Odd Arne Westad, The Cold War: Une histoire mondiale (New York: Basic Books, 2017), 720 p. 100, 35,00 $.

En 2005, l’historien de Yale, John Lewis Gaddis, a publié son livre The Cold War: A New History. Du New York Times aux Affaires étrangères se sont alors multipliées les critiques les plus enthousiastes. Parmi les quelques dissidents, il y avait Tony Judt, un historien de l’Université de New York décédé en 2010. Judt s’était opposé à la guerre d’Irak, alors que tant d’autres intellectuels – y compris Gaddis – avaient approuvé les illusions sur le fait que George W. Bush pourrait démocratiser le Moyen-Orient. En 2005, ces fantasmes ont été discrédités par les événements en Mésopotamie (bien que Gaddis n’ait pas été encensé, quand il avait argué de l’ intérêt américain en 2008 que l’objectif principal de la politique étrangère américaine devrait être de «mettre fin à la tyrannie»).

Dans la New York Review of Books, Judt a soutenu que « John Lewis Gaddis a écrit une histoire de la guerre froide de l’Amérique: telle qu’on la voyait de l’Amérique, comme on la connaissait en Amérique, et elle était faite pour être très agréable à beaucoup de lecteurs américains ». Les travaux avaient été écrits durant la guerre froide, Gaddis est devenu un triomphaliste américain une fois que le mur de Berlin s’est effondré. Il avait relativement peu compris l’expérience soviétique et, de manière flagrante, ne semblait pas se soucier de l’énorme dégât causé par les deux superpuissances pour ce qu’on appelait alors le tiers monde. Le résultat, selon Judt, était que la guerre froide était «une histoire qui restait encore à raconter».

Avec le nouveau livre de Odd Arne Westad, l’histoire est maintenant racontée. Westad est le co-auteur de plusieurs livres sur la guerre froide, ainsi que le co-éditeur de l’Histoire de Cambridge en trois volumes de la guerre froide. Il a également écrit The Global Cold War: Third World Interventions and the Making of Our Times, qui a remporté le Prix Bancroft. Comme l’indique son titre, The Global Cold War suggère que la guerre froide était un conflit global qui traversait des régions bien au-delà des frontières des deux superpuissances.

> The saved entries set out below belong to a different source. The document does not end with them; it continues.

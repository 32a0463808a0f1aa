//! Stage progression: derived per-group and per-tournament state, the
//! caller-triggered advance operations, and terminal-state detection.
//!
//! States are pure functions of the match set; nothing here runs on a
//! timer, and an advance whose guard is unmet is a rejected operation.

use crate::logic::bracket::{round_display_name, side_winner};
use crate::logic::group_stage;
use crate::models::{
    BracketSide, MatchFilter, MatchStatus, StageKind, Tournament, TournamentError,
    TournamentFormat, TournamentStatus,
};
use serde::Serialize;

/// Per-group state in the GROUP format.
#[derive(Clone, Copy, Debug, Eq, PartialEq, Serialize)]
#[serde(rename_all = "snake_case")]
pub enum GroupState {
    Round1InProgress,
    Round2Ready,
    Round2InProgress,
    QualificationReady,
    FinalsReady,
    FinalsInProgress,
    Completed,
}

/// One group's progression state plus its outstanding match count.
#[derive(Clone, Copy, Debug, Eq, PartialEq, Serialize)]
pub struct GroupProgress {
    pub group_number: u32,
    pub state: GroupState,
    pub outstanding: usize,
}

/// Summary of one bracket side for progress views.
#[derive(Clone, Debug, Eq, PartialEq, Serialize)]
pub struct BracketSummary {
    pub side: BracketSide,
    pub round: u32,
    /// Presentational: "Quarter-final", "Final", ...
    pub round_name: String,
    pub outstanding: usize,
    pub complete: bool,
}

/// Tournament-level progress view, per format family.
#[derive(Clone, Debug, Eq, PartialEq, Serialize)]
#[serde(tag = "kind", rename_all = "snake_case")]
pub enum TournamentProgress {
    Group {
        groups: Vec<GroupProgress>,
        all_groups_completed: bool,
        brackets: Vec<BracketSummary>,
    },
    Swiss {
        rounds_planned: u32,
        current_round: u32,
        outstanding: usize,
        swiss_complete: bool,
        knockout: Option<BracketSummary>,
    },
}

/// Derive a group's progression state from its matches.
pub fn group_state(
    tournament: &Tournament,
    group_number: u32,
) -> Result<GroupProgress, TournamentError> {
    if tournament.teams_in_group(group_number).is_empty() {
        return Err(TournamentError::GroupNotFound(group_number));
    }
    let finals_winners = MatchFilter::stage(StageKind::GroupWinnersFinal).group(group_number);
    let finals_losers = MatchFilter::stage(StageKind::GroupLosersFinal).group(group_number);
    let has_finals = tournament.matches_where(finals_winners).next().is_some();
    if has_finals {
        let outstanding = tournament.outstanding_matches(finals_winners)
            + tournament.outstanding_matches(finals_losers);
        let state = if outstanding == 0 {
            GroupState::Completed
        } else {
            let any_started = tournament
                .matches_where(finals_winners)
                .chain(tournament.matches_where(finals_losers))
                .any(|m| m.status != MatchStatus::Pending);
            if any_started {
                GroupState::FinalsInProgress
            } else {
                GroupState::FinalsReady
            }
        };
        return Ok(GroupProgress { group_number, state, outstanding });
    }

    let round_2 = MatchFilter::stage_round(StageKind::Group, 2).group(group_number);
    if tournament.matches_where(round_2).next().is_some() {
        let outstanding = tournament.outstanding_matches(round_2);
        let state = if outstanding == 0 {
            GroupState::QualificationReady
        } else {
            GroupState::Round2InProgress
        };
        return Ok(GroupProgress { group_number, state, outstanding });
    }

    let round_1 = MatchFilter::stage_round(StageKind::Group, 1).group(group_number);
    let outstanding = tournament.outstanding_matches(round_1);
    let state = if outstanding == 0 {
        GroupState::Round2Ready
    } else {
        GroupState::Round1InProgress
    };
    Ok(GroupProgress { group_number, state, outstanding })
}

/// Advance one group (or, with `None`, every group that is ready): generate
/// round 2 for a group whose round 1 is done, or the qualification matches
/// for a group whose round 2 is done. Returns the number of matches created.
pub fn advance_groups(
    tournament: &mut Tournament,
    group_number: Option<u32>,
) -> Result<usize, TournamentError> {
    if tournament.format != TournamentFormat::Group {
        return Err(TournamentError::WrongFormat);
    }
    if tournament.status != TournamentStatus::Ongoing {
        return Err(TournamentError::NotOngoing);
    }
    match group_number {
        Some(g) => advance_one_group(tournament, g),
        None => {
            let mut created = 0;
            let mut outstanding_total = 0;
            for g in tournament.group_numbers() {
                let progress = group_state(tournament, g)?;
                match progress.state {
                    GroupState::Round2Ready | GroupState::QualificationReady => {
                        created += advance_one_group(tournament, g)?;
                    }
                    GroupState::Completed => {}
                    _ => outstanding_total += progress.outstanding,
                }
            }
            if created == 0 {
                return Err(TournamentError::NoGroupReady {
                    outstanding: outstanding_total,
                });
            }
            Ok(created)
        }
    }
}

fn advance_one_group(
    tournament: &mut Tournament,
    group_number: u32,
) -> Result<usize, TournamentError> {
    let progress = group_state(tournament, group_number)?;
    match progress.state {
        GroupState::Round2Ready => group_stage::generate_second_round(tournament, group_number),
        GroupState::QualificationReady => {
            group_stage::generate_qualification(tournament, group_number)
        }
        GroupState::Completed => Err(TournamentError::StageAlreadyGenerated),
        _ => Err(TournamentError::RoundIncomplete {
            outstanding: progress.outstanding,
        }),
    }
}

/// Current progress view for the tournament.
pub fn tournament_progress(tournament: &Tournament) -> TournamentProgress {
    match tournament.format {
        TournamentFormat::Group => {
            let groups: Vec<GroupProgress> = tournament
                .group_numbers()
                .into_iter()
                .filter_map(|g| group_state(tournament, g).ok())
                .collect();
            let all_groups_completed = !groups.is_empty()
                && groups.iter().all(|p| p.state == GroupState::Completed);
            let brackets = [BracketSide::Winners, BracketSide::Losers]
                .into_iter()
                .filter_map(|side| bracket_summary(tournament, side))
                .collect();
            TournamentProgress::Group {
                groups,
                all_groups_completed,
                brackets,
            }
        }
        TournamentFormat::Swiss | TournamentFormat::Marathon => {
            let rounds_planned = tournament.rounds_planned.unwrap_or(0);
            let current_round = tournament.swiss_round;
            let outstanding = if current_round > 0 {
                tournament
                    .outstanding_matches(MatchFilter::stage_round(StageKind::Swiss, current_round))
            } else {
                0
            };
            TournamentProgress::Swiss {
                rounds_planned,
                current_round,
                outstanding,
                swiss_complete: current_round >= rounds_planned && outstanding == 0,
                knockout: bracket_summary(tournament, BracketSide::Winners),
            }
        }
    }
}

fn bracket_summary(tournament: &Tournament, side: BracketSide) -> Option<BracketSummary> {
    let round = tournament.bracket_round(side);
    if round == 0 {
        return None;
    }
    let filter = MatchFilter::stage_round(side.stage(), round);
    let matches = tournament.matches_where(filter).count();
    Some(BracketSummary {
        side,
        round,
        round_name: round_display_name(matches * 2),
        outstanding: tournament.outstanding_matches(filter),
        complete: side_winner(tournament, side).is_some(),
    })
}

/// Mark the tournament COMPLETED once its terminal state is reached: every
/// group done and every bracket side that can exist fought to a champion
/// (Swiss: the knockout bracket decided). Safe to call after any mutation.
pub fn refresh_completion(tournament: &mut Tournament) {
    if tournament.status != TournamentStatus::Ongoing {
        return;
    }
    let done = match tournament.format {
        TournamentFormat::Group => group_tournament_done(tournament),
        TournamentFormat::Swiss | TournamentFormat::Marathon => {
            swiss_tournament_done(tournament)
        }
    };
    if done {
        tournament.status = TournamentStatus::Completed;
    }
}

fn group_tournament_done(tournament: &Tournament) -> bool {
    let groups = tournament.group_numbers();
    if groups.is_empty() {
        return false;
    }
    let all_groups = groups.iter().all(|&g| {
        group_state(tournament, g)
            .map(|p| p.state == GroupState::Completed)
            .unwrap_or(false)
    });
    if !all_groups {
        return false;
    }
    // A side with enough qualifiers must run its bracket to a champion;
    // a side below the 4-team minimum can never be bracketed and is skipped.
    [BracketSide::Winners, BracketSide::Losers]
        .into_iter()
        .all(|side| {
            let candidates = tournament
                .teams
                .iter()
                .filter(|t| t.qualification_bracket == Some(side))
                .count();
            if candidates < 4 {
                return true;
            }
            tournament.bracket_round(side) > 0 && side_winner(tournament, side).is_some()
        })
}

fn swiss_tournament_done(tournament: &Tournament) -> bool {
    if tournament.bracket_round(BracketSide::Winners) > 0 {
        return side_winner(tournament, BracketSide::Winners).is_some();
    }
    // Tiny field (under 4 teams): no knockout is possible, the tournament
    // ends with the last planned Swiss round.
    let planned = tournament.rounds_planned.unwrap_or(0);
    tournament.teams.len() < 4
        && tournament.swiss_round >= planned
        && tournament
            .outstanding_matches(MatchFilter::stage(StageKind::Swiss))
            == 0
}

Son nouveau livre intègre cette approche sur le monde en développement avec un intérêt plus traditionnel sur les grandes puissances. Il s’adresse à un public moyen plutôt qu’à un public universitaire, avec beaucoup moins de notes de bas de page ou de recherche archivistique que ses travaux antérieurs. La guerre froide: une histoire mondiale est racontée chronologiquement, mais contrairement à la plupart des livres sur le sujet, elle commence par la bonne période.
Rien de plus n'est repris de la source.